Abstract
Studies with the human lymphoma U937 cell line revealed the presence of two soluble aminopeptidase activities. Using specific antisera one of these was identified as the puromycin-specific aminopeptidase, while the other appeared to be a novel ~200-kDa activity. The kinetic properties of this high-molecular-weight aminopeptidase, referred to as Ap200, were similar to those of the puromycin-sensitive aminopeptidase, but showed quantitative differences. Ap200 is relatively insensitive to inhibition by both puromycin, K(i) = 27 μm, and bestatin, K(i) = 1.6 μm. Among the synthetic β-naphthylamides, Ap200 is more specific for alanine-β-naphthylamide compared to the puromycin-sensitive aminopeptidase. similarly, this enzyme cleaves a more limited number of a physiological peptides exhibiting a preference for the enkephalins.
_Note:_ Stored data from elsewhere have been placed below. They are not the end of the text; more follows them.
use chrono::{DateTime, Utc};
use serde::{Deserialize, Serialize};
use uuid::Uuid;

#[derive(Debug, Clone, sqlx::FromRow, Serialize, Deserialize)]
pub struct User {
    pub id: Uuid,
    pub email: String,
    pub username: String,
    #[serde(skip_serializing)]
    pub password_hash: String,
    pub created_at: DateTime<Utc>,
    pub updated_at: DateTime<Utc>,
}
Ammonium sulfate, but not sodium chloride at the same ionic strength, was able to dissociate the high-molecular-weight aminopeptidase to a ~100-kDa active form. The high-molecular-weight aminopeptidase is found as a low abundant protein in a number of tissues including intestine, kidney, liver, lung, muscle, spleen, and testes, but could not be detected in adrenal, heart, or brain. Thus, it has a tissue which differs from the puromycin-sensitive aminopeptidase.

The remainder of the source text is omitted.